* Requirement:
Produce a copy of every line in the records that holds the string "CommandFailed".

[Stored data]
________________
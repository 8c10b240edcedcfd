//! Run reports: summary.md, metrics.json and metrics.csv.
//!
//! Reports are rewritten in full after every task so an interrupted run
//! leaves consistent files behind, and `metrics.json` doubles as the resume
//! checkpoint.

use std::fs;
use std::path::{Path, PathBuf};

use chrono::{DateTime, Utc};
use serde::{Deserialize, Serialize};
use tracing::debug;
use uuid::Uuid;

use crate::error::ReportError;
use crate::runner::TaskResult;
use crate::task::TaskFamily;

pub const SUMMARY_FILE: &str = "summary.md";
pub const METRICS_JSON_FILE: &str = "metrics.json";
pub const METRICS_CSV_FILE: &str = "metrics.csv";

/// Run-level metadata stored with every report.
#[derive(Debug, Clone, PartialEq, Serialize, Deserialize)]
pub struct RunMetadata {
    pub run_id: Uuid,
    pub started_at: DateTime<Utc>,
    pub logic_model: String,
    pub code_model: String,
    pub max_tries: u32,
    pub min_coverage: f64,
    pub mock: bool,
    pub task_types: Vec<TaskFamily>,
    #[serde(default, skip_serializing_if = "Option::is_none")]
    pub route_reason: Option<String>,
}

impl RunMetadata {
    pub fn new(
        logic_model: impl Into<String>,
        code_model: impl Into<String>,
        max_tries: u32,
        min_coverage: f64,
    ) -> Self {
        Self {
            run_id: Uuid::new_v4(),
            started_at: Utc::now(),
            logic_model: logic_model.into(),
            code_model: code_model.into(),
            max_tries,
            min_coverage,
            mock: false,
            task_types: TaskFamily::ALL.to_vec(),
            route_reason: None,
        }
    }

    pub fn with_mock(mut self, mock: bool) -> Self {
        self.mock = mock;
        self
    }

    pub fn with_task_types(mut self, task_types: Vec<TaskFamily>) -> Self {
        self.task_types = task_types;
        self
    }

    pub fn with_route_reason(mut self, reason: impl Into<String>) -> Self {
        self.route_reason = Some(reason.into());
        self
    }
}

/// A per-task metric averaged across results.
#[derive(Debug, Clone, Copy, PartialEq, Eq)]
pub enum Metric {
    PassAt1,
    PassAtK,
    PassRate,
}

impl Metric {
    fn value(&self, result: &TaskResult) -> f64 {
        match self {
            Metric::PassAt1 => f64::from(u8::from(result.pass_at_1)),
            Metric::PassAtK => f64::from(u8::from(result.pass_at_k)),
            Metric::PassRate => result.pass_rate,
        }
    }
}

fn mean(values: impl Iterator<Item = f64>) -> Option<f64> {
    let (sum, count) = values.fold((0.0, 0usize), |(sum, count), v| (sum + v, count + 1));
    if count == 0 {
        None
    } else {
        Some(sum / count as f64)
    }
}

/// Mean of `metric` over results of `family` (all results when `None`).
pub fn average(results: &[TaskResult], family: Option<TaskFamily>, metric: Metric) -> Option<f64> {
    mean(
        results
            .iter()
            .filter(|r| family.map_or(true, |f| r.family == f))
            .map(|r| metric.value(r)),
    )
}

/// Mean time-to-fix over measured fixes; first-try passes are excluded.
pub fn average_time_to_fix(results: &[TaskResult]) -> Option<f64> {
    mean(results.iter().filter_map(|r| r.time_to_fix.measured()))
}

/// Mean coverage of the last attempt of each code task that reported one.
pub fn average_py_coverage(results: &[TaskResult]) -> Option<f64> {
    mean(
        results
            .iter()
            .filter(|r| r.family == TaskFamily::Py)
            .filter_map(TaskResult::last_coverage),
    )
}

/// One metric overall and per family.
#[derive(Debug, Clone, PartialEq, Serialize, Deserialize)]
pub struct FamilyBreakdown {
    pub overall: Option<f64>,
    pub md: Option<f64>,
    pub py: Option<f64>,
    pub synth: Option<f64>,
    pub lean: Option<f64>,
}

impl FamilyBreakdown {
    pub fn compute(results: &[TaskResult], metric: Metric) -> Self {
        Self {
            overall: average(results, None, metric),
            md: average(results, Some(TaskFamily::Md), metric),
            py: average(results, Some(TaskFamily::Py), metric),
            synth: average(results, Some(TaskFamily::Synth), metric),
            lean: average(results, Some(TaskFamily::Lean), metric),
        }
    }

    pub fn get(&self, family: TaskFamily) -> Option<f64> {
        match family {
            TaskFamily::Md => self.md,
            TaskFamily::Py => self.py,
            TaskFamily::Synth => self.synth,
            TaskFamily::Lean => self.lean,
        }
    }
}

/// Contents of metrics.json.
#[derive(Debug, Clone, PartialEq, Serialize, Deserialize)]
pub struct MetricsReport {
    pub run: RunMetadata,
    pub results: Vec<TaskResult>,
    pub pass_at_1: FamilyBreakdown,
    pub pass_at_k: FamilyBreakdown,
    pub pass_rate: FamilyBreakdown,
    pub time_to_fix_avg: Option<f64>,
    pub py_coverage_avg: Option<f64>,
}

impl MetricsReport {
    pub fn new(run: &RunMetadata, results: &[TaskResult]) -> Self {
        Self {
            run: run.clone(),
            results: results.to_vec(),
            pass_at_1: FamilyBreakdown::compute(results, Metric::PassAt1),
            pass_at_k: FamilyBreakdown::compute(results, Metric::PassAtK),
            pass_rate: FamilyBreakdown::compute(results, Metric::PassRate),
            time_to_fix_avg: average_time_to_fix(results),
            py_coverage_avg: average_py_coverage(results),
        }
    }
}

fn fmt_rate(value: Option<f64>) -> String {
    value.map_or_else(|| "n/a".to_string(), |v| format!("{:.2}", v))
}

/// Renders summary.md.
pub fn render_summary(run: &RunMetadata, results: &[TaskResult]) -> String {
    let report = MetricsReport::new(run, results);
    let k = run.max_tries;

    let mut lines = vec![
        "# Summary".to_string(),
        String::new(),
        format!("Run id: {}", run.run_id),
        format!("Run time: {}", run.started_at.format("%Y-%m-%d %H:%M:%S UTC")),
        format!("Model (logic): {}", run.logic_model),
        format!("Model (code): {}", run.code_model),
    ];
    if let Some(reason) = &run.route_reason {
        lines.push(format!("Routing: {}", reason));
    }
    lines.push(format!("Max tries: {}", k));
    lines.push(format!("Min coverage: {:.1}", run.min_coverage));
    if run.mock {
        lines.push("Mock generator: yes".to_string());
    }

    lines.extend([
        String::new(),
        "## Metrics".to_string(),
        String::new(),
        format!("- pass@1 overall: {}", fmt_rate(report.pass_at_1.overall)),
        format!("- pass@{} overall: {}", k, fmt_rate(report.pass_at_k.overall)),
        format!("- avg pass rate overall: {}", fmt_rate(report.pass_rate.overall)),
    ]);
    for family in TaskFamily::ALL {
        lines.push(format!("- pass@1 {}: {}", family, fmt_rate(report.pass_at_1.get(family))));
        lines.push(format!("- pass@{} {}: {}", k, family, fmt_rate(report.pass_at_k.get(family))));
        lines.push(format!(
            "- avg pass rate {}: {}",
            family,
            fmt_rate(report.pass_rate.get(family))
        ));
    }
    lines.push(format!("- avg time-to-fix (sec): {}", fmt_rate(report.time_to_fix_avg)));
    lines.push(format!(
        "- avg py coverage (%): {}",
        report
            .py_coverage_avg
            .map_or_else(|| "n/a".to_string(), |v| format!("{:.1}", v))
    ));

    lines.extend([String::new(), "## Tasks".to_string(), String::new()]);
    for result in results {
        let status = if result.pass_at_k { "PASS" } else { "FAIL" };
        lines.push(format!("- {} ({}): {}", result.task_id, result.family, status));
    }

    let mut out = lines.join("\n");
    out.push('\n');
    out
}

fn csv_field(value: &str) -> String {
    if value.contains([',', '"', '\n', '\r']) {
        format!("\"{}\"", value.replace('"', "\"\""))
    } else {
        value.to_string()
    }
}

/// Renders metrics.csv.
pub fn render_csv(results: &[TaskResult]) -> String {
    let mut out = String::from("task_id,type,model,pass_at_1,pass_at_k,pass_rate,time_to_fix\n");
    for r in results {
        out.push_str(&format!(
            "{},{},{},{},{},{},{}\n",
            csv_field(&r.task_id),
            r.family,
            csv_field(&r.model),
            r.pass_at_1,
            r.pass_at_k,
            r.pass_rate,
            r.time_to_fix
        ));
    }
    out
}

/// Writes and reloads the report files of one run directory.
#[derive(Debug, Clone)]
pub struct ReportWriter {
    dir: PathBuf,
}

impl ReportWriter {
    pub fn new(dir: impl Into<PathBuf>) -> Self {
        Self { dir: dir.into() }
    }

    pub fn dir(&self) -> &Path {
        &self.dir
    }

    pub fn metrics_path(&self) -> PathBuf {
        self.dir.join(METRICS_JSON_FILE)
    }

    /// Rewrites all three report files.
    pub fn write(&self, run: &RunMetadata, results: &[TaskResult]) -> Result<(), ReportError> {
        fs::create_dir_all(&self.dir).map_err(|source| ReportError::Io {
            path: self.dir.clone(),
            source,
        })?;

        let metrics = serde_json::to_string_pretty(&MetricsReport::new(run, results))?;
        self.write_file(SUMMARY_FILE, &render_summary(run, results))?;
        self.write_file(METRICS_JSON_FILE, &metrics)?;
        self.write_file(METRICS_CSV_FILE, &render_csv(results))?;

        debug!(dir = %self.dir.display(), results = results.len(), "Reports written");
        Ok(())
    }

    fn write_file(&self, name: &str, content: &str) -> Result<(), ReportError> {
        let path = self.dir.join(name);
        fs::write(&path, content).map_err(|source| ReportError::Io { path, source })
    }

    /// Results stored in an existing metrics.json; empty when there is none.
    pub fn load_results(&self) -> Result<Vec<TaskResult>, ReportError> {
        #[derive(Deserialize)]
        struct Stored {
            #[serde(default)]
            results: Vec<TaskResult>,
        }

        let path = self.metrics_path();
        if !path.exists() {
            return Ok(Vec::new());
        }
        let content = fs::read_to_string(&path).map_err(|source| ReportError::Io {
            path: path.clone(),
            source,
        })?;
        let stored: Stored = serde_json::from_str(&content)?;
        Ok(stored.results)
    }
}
________________
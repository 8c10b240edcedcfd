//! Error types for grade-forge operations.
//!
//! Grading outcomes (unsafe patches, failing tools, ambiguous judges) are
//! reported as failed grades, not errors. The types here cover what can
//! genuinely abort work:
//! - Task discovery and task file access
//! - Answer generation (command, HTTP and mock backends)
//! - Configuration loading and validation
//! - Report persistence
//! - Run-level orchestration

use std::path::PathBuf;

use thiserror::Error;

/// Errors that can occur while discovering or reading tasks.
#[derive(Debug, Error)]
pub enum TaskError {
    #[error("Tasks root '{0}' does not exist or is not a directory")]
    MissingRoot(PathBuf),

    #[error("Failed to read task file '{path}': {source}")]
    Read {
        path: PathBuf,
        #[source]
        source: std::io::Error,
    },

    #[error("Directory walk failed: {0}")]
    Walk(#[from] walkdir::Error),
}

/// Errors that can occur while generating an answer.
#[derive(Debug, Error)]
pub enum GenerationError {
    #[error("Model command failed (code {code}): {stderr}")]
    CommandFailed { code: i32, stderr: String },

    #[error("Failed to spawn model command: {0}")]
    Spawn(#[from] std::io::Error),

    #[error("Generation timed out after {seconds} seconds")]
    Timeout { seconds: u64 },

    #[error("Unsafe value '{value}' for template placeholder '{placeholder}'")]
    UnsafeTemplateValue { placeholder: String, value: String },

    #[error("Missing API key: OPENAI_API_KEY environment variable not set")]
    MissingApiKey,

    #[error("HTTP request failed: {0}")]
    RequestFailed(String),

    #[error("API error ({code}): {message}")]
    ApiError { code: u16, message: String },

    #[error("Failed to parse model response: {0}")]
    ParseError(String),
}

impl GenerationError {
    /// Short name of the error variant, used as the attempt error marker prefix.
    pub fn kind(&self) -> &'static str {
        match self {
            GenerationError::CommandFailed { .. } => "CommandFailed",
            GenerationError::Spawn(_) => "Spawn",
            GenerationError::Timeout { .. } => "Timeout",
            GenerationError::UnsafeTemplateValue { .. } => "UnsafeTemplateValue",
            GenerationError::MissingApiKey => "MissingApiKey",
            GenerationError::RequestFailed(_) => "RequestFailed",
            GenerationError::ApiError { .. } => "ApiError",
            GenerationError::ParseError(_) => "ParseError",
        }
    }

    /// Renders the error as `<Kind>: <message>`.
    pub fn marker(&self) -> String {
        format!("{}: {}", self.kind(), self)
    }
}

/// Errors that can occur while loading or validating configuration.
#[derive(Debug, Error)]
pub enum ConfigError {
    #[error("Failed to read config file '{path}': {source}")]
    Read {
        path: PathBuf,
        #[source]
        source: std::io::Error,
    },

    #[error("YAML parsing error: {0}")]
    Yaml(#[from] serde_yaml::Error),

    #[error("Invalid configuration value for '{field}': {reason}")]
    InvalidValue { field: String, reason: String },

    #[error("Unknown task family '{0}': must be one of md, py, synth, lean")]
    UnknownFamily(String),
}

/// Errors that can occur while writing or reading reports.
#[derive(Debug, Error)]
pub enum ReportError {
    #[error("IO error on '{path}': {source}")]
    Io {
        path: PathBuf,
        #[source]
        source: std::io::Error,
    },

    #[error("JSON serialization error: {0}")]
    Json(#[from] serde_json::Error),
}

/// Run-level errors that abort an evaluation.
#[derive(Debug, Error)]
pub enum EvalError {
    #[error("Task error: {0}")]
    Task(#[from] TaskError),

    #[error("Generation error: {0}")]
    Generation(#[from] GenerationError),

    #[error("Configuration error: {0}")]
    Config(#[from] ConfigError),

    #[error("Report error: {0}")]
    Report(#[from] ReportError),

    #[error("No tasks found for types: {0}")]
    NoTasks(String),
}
________________
* Response to this exercise:
    CommandFailed { code: i32, stderr: String },
            GenerationError::CommandFailed { .. } => "CommandFailed",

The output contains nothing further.